Task inputs below:

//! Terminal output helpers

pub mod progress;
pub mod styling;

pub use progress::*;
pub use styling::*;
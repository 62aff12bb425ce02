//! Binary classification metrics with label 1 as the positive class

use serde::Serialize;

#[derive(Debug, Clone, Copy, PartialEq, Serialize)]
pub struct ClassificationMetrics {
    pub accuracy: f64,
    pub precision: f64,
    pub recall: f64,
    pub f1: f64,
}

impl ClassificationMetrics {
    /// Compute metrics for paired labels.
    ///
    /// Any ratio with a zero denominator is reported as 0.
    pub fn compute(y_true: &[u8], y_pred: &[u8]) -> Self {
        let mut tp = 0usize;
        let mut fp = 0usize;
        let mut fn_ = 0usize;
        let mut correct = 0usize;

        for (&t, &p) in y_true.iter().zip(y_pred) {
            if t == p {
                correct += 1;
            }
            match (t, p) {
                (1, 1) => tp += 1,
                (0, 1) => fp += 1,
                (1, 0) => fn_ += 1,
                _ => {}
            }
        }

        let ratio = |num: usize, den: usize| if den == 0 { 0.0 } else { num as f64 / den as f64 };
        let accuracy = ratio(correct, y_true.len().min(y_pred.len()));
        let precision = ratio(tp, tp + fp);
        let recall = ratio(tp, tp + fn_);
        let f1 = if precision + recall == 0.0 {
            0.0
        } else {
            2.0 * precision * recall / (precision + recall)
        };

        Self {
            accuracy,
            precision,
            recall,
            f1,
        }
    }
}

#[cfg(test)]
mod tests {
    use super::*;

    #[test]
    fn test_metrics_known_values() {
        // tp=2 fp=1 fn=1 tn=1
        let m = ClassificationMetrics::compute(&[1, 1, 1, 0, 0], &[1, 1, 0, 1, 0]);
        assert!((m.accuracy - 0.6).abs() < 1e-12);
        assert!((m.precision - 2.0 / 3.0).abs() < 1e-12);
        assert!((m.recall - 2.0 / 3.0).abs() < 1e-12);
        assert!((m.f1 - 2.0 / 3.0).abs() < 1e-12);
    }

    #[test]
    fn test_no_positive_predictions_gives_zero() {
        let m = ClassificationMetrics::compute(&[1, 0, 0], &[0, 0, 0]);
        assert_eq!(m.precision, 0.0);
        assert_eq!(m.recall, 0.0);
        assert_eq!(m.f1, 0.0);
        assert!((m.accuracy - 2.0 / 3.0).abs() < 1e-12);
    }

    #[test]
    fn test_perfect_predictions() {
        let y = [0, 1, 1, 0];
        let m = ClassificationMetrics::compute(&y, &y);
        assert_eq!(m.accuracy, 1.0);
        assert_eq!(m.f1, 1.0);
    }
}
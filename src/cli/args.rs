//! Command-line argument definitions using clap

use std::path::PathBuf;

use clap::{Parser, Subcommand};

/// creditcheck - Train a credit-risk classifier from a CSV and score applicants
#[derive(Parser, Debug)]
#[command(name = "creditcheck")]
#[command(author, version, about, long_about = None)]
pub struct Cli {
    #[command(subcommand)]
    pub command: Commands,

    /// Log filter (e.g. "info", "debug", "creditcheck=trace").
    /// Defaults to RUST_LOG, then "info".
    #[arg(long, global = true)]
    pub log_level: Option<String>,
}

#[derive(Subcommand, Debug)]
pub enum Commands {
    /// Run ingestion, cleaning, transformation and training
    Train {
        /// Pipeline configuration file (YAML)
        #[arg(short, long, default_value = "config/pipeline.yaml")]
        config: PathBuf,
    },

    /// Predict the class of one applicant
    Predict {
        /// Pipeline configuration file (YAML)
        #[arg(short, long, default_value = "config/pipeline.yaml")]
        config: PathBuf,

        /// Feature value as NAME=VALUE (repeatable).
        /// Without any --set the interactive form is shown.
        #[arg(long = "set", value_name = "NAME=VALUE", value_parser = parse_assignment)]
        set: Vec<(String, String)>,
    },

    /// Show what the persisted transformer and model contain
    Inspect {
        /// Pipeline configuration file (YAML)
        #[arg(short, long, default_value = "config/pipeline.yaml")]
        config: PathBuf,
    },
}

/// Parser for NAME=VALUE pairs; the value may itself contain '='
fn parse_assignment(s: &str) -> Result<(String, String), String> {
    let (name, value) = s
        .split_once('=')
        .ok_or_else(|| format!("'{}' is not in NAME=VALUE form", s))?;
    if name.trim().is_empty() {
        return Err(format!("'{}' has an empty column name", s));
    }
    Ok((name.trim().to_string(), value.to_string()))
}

End of Task inputs.

Could you return exactly the stretch of the data above that starts at the line with "let accuracy = ratio(correct, y_true.len().min(y_pred.len()));" and ends at the line with "let m = ClassificationMetrics::compute(&y, &y);", both lines included?

        let accuracy = ratio(correct, y_true.len().min(y_pred.len()));
        let precision = ratio(tp, tp + fp);
        let recall = ratio(tp, tp + fn_);
        let f1 = if precision + recall == 0.0 {
            0.0
        } else {
            2.0 * precision * recall / (precision + recall)
        };

        Self {
            accuracy,
            precision,
            recall,
            f1,
        }
    }
}

#[cfg(test)]
mod tests {
    use super::*;

    #[test]
    fn test_metrics_known_values() {
        // tp=2 fp=1 fn=1 tn=1
        let m = ClassificationMetrics::compute(&[1, 1, 1, 0, 0], &[1, 1, 0, 1, 0]);
        assert!((m.accuracy - 0.6).abs() < 1e-12);
        assert!((m.precision - 2.0 / 3.0).abs() < 1e-12);
        assert!((m.recall - 2.0 / 3.0).abs() < 1e-12);
        assert!((m.f1 - 2.0 / 3.0).abs() < 1e-12);
    }

    #[test]
    fn test_no_positive_predictions_gives_zero() {
        let m = ClassificationMetrics::compute(&[1, 0, 0], &[0, 0, 0]);
        assert_eq!(m.precision, 0.0);
        assert_eq!(m.recall, 0.0);
        assert_eq!(m.f1, 0.0);
        assert!((m.accuracy - 2.0 / 3.0).abs() < 1e-12);
    }

    #[test]
    fn test_perfect_predictions() {
        let y = [0, 1, 1, 0];
        let m = ClassificationMetrics::compute(&y, &y);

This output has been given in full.